Logistic Regression

Peter Ma | Dec 31st 2025

Logistic regression is effectively the classification equivalent to the linear regression problem. Instead of assuming there is a linear relationship between the data and the labels, we assume that there is a linear relationship between with the data $X$ and the log-odds of the labels $y$.

Why Log-Odds?

Reminder that the log-odds is the ratio of the probability of 2 outcomes. For example if there is probability P of success then the odds of success is $P/(1-P)$ but why do we care about log odds?

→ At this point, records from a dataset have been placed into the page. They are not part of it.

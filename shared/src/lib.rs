use serde::{Deserialize, Serialize};
use std::fmt;

/// Snapshots broadcast per second while a room is active.
pub const FRAME_RATE: u32 = 10;
/// Cells along each axis of the square board.
pub const GRID_SIZE: i32 = 20;
/// Smallest board that fits both starting cells and a piece of food.
pub const MIN_GRID_SIZE: i32 = 4;
pub const ROOM_CODE_LENGTH: usize = 5;
pub const PROTOCOL_VERSION: u32 = 1;

pub const KEY_LEFT: u32 = 37;
pub const KEY_UP: u32 = 38;
pub const KEY_RIGHT: u32 = 39;
pub const KEY_DOWN: u32 = 40;

#[derive(Debug, Serialize, Deserialize, Clone, Copy, PartialEq, Eq, Hash)]
pub struct Position {
    pub x: i32,
    pub y: i32,
}

impl Position {
    pub const fn new(x: i32, y: i32) -> Self {
        Self { x, y }
    }

    pub fn offset(self, velocity: Velocity) -> Self {
        Self {
            x: self.x + velocity.dx,
            y: self.y + velocity.dy,
        }
    }

    pub fn in_bounds(self, grid_size: i32) -> bool {
        (0..grid_size).contains(&self.x) && (0..grid_size).contains(&self.y)
    }
}

/// Grid cells moved per tick. Exactly one axis is non-zero unless at rest.
#[derive(Debug, Serialize, Deserialize, Clone, Copy, PartialEq, Eq, Hash, Default)]
pub struct Velocity {
    pub dx: i32,
    pub dy: i32,
}

impl Velocity {
    pub const REST: Velocity = Velocity { dx: 0, dy: 0 };
    pub const LEFT: Velocity = Velocity { dx: -1, dy: 0 };
    pub const UP: Velocity = Velocity { dx: 0, dy: -1 };
    pub const RIGHT: Velocity = Velocity { dx: 1, dy: 0 };
    pub const DOWN: Velocity = Velocity { dx: 0, dy: 1 };

    pub fn is_rest(self) -> bool {
        self == Self::REST
    }

    pub fn reversed(self) -> Self {
        Self {
            dx: -self.dx,
            dy: -self.dy,
        }
    }
}

/// Seat of a player inside a room. Serialized positionally, shown as 1 or 2.
#[derive(Debug, Serialize, Deserialize, Clone, Copy, PartialEq, Eq, Hash)]
pub enum PlayerNumber {
    One,
    Two,
}

impl PlayerNumber {
    pub const ALL: [PlayerNumber; 2] = [PlayerNumber::One, PlayerNumber::Two];

    /// Index into `players` arrays and snapshots.
    pub fn index(self) -> usize {
        match self {
            PlayerNumber::One => 0,
            PlayerNumber::Two => 1,
        }
    }

    pub fn number(self) -> u8 {
        self.index() as u8 + 1
    }

    pub fn opponent(self) -> Self {
        match self {
            PlayerNumber::One => PlayerNumber::Two,
            PlayerNumber::Two => PlayerNumber::One,
        }
    }
}

impl fmt::Display for PlayerNumber {
    fn fmt(&self, f: &mut fmt::Formatter<'_>) -> fmt::Result {
        write!(f, "{}", self.number())
    }
}

#[derive(Debug, Serialize, Deserialize, Clone, PartialEq, Eq)]
pub struct PlayerSnapshot {
    /// Head first.
    pub snake: Vec<Position>,
    pub velocity: Velocity,
}

/// Whole-board state sent once per tick. `players[0]` is player 1.
#[derive(Debug, Serialize, Deserialize, Clone, PartialEq, Eq)]
pub struct GameSnapshot {
    pub grid_size: i32,
    pub food: Position,
    pub players: Vec<PlayerSnapshot>,
}

#[derive(Debug, Serialize, Deserialize, Clone, PartialEq, Eq)]
pub enum Packet {
    Connect {
        client_version: u32,
    },
    Heartbeat {
        timestamp: u64,
    },
    NewGame,
    JoinGame {
        room_code: String,
    },
    KeyDown {
        key_code: u32,
    },
    Disconnect,

    Connected {
        client_id: u32,
    },
    Init {
        player_number: PlayerNumber,
    },
    GameCode {
        room_code: String,
    },
    GameState {
        tick: u32,
        snapshot: GameSnapshot,
    },
    GameOver {
        /// `None` when both snakes died on the same tick.
        winner: Option<PlayerNumber>,
    },
    UnknownGame,
    TooManyPlayers,
    Disconnected {
        reason: String,
    },
}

Well... you can't predict raw probability with a line like $y = mx+b$ because the line will eventually go above 1 or below 0, which is impossible for a probability.

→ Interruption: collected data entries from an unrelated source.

use clap::Parser;
use log::{error, info};
use server::config::{ServerConfig, DEFAULT_MAX_CLIENTS};
use server::network::{Server, ServerResult};
use shared::{FRAME_RATE, GRID_SIZE};
use std::time::Duration;

/// Command line arguments
#[derive(Parser, Debug)]
#[clap(author, version, about)]
struct Args {
    /// Server IP address to bind to
    #[clap(short = 'H', long, default_value = "127.0.0.1")]
    host: String,
    /// Server port to listen on
    #[clap(short, long, default_value = "8080")]
    port: u16,
    /// Tick rate (updates per second)
    #[clap(short, long, default_value_t = FRAME_RATE)]
    tick_rate: u32,
    /// Width and height of the board in cells
    #[clap(short, long, default_value_t = GRID_SIZE)]
    grid_size: i32,
    /// Maximum number of connected clients
    #[clap(short, long, default_value_t = DEFAULT_MAX_CLIENTS)]
    max_clients: usize,
    /// Seconds of silence before a client is dropped
    #[clap(long, default_value = "5")]
    client_timeout: u64,
}

/// Parses command-line arguments and runs the room server until Ctrl+C.
#[tokio::main]
async fn main() -> ServerResult<()> {
    env_logger::init();

    let args = Args::parse();
    let config = ServerConfig::new(
        args.tick_rate,
        args.grid_size,
        args.max_clients,
        Duration::from_secs(args.client_timeout),
    )?;

    let address = format!("{}:{}", args.host, args.port);
    let mut server = Server::new(&address, config).await?;

    tokio::select! {
        result = server.run() => {
            if let Err(e) = result {
                error!("Server stopped with error: {}", e);
                return Err(e);
            }
        }
        _ = tokio::signal::ctrl_c() => {
            info!("Received Ctrl+C, shutting down gracefully...");
        }
    }

    Ok(())
}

But Log-Odds cover the entire number line from $-\infty$ to $+\infty$, we can set them equal to a linear equation without breaking any rules! This effectively translates the classification problem into a regression like problem.

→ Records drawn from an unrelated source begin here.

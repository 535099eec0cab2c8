//! Persist player progress to disk (XDG config or ~/.config/glowmatch):
//! unlocked levels, per-level best scores, booster inventory.

use anyhow::Result;
use std::fs;
use std::io::Write;
use std::path::PathBuf;

const FILENAME: &str = "progress";

/// Number of themed levels.
pub const LEVEL_COUNT: usize = 7;

/// Boosters granted to a fresh profile.
const STARTING_BOOSTERS: u32 = 3;

/// Booster inventory. Counts are decremented exactly once per granted use
/// and only by the host, before the engine effect runs.
#[derive(Debug, Clone, Copy, PartialEq, Eq)]
pub struct Boosters {
    pub shuffle: u32,
    pub bomb: u32,
    pub extra_time: u32,
}

#[derive(Debug, Clone, PartialEq, Eq)]
pub struct Progress {
    /// Levels playable so far, 1..=LEVEL_COUNT.
    pub unlocked: u32,
    pub best: [u32; LEVEL_COUNT],
    pub boosters: Boosters,
}

impl Default for Progress {
    fn default() -> Self {
        Self {
            unlocked: 1,
            best: [0; LEVEL_COUNT],
            boosters: Boosters {
                shuffle: STARTING_BOOSTERS,
                bomb: STARTING_BOOSTERS,
                extra_time: STARTING_BOOSTERS,
            },
        }
    }
}

impl Progress {
    /// Score needed to complete a level and unlock the next.
    pub fn goal_for(level: u32) -> u32 {
        level * 500
    }

    /// Record a finished round: update the best score, unlock the next level
    /// when the goal was met, and award one of each booster per completion.
    /// Returns true when the round completed its level.
    pub fn record_round(&mut self, level: u32, score: u32) -> bool {
        if let Some(best) = self.best.get_mut(level as usize - 1) {
            *best = (*best).max(score);
        }
        let completed = score >= Self::goal_for(level);
        if completed {
            if level == self.unlocked && (self.unlocked as usize) < LEVEL_COUNT {
                self.unlocked += 1;
            }
            self.boosters.shuffle += 1;
            self.boosters.bomb += 1;
            self.boosters.extra_time += 1;
        }
        completed
    }
}

/// Returns the path to the progress file (config dir / glowmatch / progress).
fn config_path() -> Result<PathBuf> {
    let base = if let Ok(xdg) = std::env::var("XDG_CONFIG_HOME") {
        if xdg.is_empty() {
            std::env::var("HOME")
                .map(PathBuf::from)
                .unwrap_or_else(|_| PathBuf::from("."))
                .join(".config")
        } else {
            PathBuf::from(xdg)
        }
    } else {
        std::env::var("HOME")
            .map(|h| PathBuf::from(h).join(".config"))
            .unwrap_or_else(|_| PathBuf::from("."))
    };
    Ok(base.join("glowmatch").join(FILENAME))
}

/// Load progress from disk. Missing or unparseable file yields a fresh profile.
pub fn load_progress() -> Progress {
    let path = match config_path() {
        Ok(p) => p,
        Err(_) => return Progress::default(),
    };
    match fs::read_to_string(path) {
        Ok(content) => parse_progress(&content),
        Err(_) => Progress::default(),
    }
}

/// Save progress to disk. Creates the config directory if needed.
pub fn save_progress(progress: &Progress) -> Result<()> {
    let path = config_path()?;
    if let Some(parent) = path.parent() {
        fs::create_dir_all(parent)?;
    }
    let mut f = fs::File::create(path)?;
    f.write_all(serialize_progress(progress).as_bytes())?;
    Ok(())
}

/// `key=value` lines; unknown keys are ignored, missing keys keep defaults.
fn parse_progress(s: &str) -> Progress {
    let mut progress = Progress::default();
    for line in s.lines() {
        let Some((key, value)) = line.split_once('=') else {
            continue;
        };
        let value = value.trim();
        match key.trim() {
            "unlocked" => {
                if let Ok(n) = value.parse::<u32>() {
                    progress.unlocked = n.clamp(1, LEVEL_COUNT as u32);
                }
            }
            "best" => {
                for (i, field) in value.split(',').take(LEVEL_COUNT).enumerate() {
                    progress.best[i] = field.trim().parse().unwrap_or(0);
                }
            }
            "shuffle" => progress.boosters.shuffle = value.parse().unwrap_or(0),
            "bomb" => progress.boosters.bomb = value.parse().unwrap_or(0),
            "extra_time" => progress.boosters.extra_time = value.parse().unwrap_or(0),
            _ => {}
        }
    }
    progress
}

fn serialize_progress(progress: &Progress) -> String {
    let best: Vec<String> = progress.best.iter().map(ToString::to_string).collect();
    format!(
        "unlocked={}\nbest={}\nshuffle={}\nbomb={}\nextra_time={}\n",
        progress.unlocked,
        best.join(","),
        progress.boosters.shuffle,
        progress.boosters.bomb,
        progress.boosters.extra_time,
    )
}

#[cfg(test)]
mod tests {
    use super::*;

    #[test]
    fn roundtrip() {
        let mut progress = Progress::default();
        progress.unlocked = 3;
        progress.best = [700, 1200, 400, 0, 0, 0, 0];
        progress.boosters.bomb = 5;
        assert_eq!(parse_progress(&serialize_progress(&progress)), progress);
    }

    #[test]
    fn parse_garbage_yields_fresh_profile() {
        assert_eq!(parse_progress("not a progress file"), Progress::default());
        assert_eq!(parse_progress(""), Progress::default());
    }

    #[test]
    fn completing_current_level_unlocks_next_and_awards_boosters() {
        let mut progress = Progress::default();
        assert!(progress.record_round(1, 600));
        assert_eq!(progress.unlocked, 2);
        assert_eq!(progress.best[0], 600);
        assert_eq!(progress.boosters.shuffle, STARTING_BOOSTERS + 1);
    }

    #[test]
    fn failed_round_keeps_best_but_not_unlock() {
        let mut progress = Progress::default();
        assert!(!progress.record_round(1, 300));
        assert_eq!(progress.unlocked, 1);
        assert_eq!(progress.best[0], 300);
        progress.record_round(1, 200);
        assert_eq!(progress.best[0], 300);
    }

    #[test]
    fn unlock_caps_at_level_count() {
        let mut progress = Progress::default();
        progress.unlocked = LEVEL_COUNT as u32;
        assert!(progress.record_round(LEVEL_COUNT as u32, 10_000));
        assert_eq!(progress.unlocked, LEVEL_COUNT as u32);
    }
}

$$\ln\left(\frac{P}{1-P}\right) = W^T X + \beta \tag{binary class.}$$

FYI: log-odds is also called logits!

Formalise

Consider a binary classification problem. The goal is to define things in terms of log-odds as discussed before. $$\hat y_\theta = \sigma(W^T X + \beta)$$

We want to construct a $\sigma$ such that thats the case $$\ln\left(\frac{P}{1-P}\right) = W^T X + \beta \tag{binary class.}$$ $$\frac{P}{1-P} = \exp{W^T X + \beta \tag{binary class.}}$$

$$P = \exp{W^T X + \beta} (1-P)$$$$P = \exp{W^T X + \beta} -P\exp{W^T X + \beta} $$$$P+P\exp{W^T X + \beta} = \exp{W^T X + \beta} $$$$P(1+\exp{W^T X + \beta}) = \exp{W^T X + \beta} $$$$P = \frac{\exp{W^T X + \beta}}{1+\exp{W^T X + \beta}} $$$$\boxed{P = \frac{1}{1+\exp{-(W^T X + \beta)}}} \tag{factor and divide }$$

This is our $\sigma(z) = \frac{1}{1+\exp{-z}}$ and more famously known as the sigmoid function! We can generalize this to multiple classes too!

Generalization

If we want to generalize to multi class problems we can derive the famous softmax function consider this generalization of log-odd...

Let us define a reference class. It is the class we arbitrarily choose to set as the "standard" against. A concrete example: let us classify Red, Green, or Blue ($K=3$).The probabilities must sum to 1. If I tell you $P(\text{Red}) = 0.2$ and $P(\text{Green}) = 0.5$, you automatically know that $P(\text{Blue}) = 0.3$. You don't need a separate equation to predict Blue! If we try to learn distinct weights ($W_{red}, W_{green}, W_{blue}$) for all three, the model is over-parameterized. To fix this, we pick one class—let's pick Blue—to be the "Reference Class" and force its score to be zero.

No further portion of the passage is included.